Pour la première fois depuis 2018, Boeing a repris l’avantage sur Airbus en matière de commandes d’avions commerciaux. En 2025, l’avionneur américain a enregistré 1 175 commandes brutes (1 173 nettes), contre 1 000 commandes brutes (889 nettes) pour son rival européen. Le symbole est fort. Après six années de crise quasi ininterrompue, Boeing renoue avec une dynamique commerciale qui semblait hors de portée il y a encore deux ans. Mais les symboles ne suffisent jamais : ce retour en tête mérite d’être analysé à l’aune de ce qui compte réellement, à savoir l’exécution industrielle, la structure du carnet de commandes et la soutenabilité du modèle à moyen terme.
Un succès commercial réel, dans un contexte très particulier.

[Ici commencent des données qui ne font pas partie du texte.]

//! Calform Core
//!
//! Host contract for declarative calendar resource providers: the provider
//! traits, the resource and state model, and schema validation.

pub mod lifecycle;
pub mod provider;
pub mod resource;
pub mod schema;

Il serait malhonnête de minimiser la performance commerciale de Boeing en 2025. Après une année 2024 marquée par seulement 569 commandes brutes et 348 livraisons, le bond est spectaculaire. La reprise des livraisons vers la Chine, l’amélioration progressive de la relation avec la FAA et le retour de grands clients américains ont redonné de l’oxygène à l’avionneur.
Ce redressement s’inscrit aussi dans un contexte géopolitique redevenu très interventionniste. L’aéronautique redevient un instrument de négociation commerciale et diplomatique, notamment entre grandes puissances économiques. Sans être l’unique moteur, cet environnement a clairement favorisé Boeing dans certaines campagnes clés.
Airbus reste largement devant sur le terrain industriel.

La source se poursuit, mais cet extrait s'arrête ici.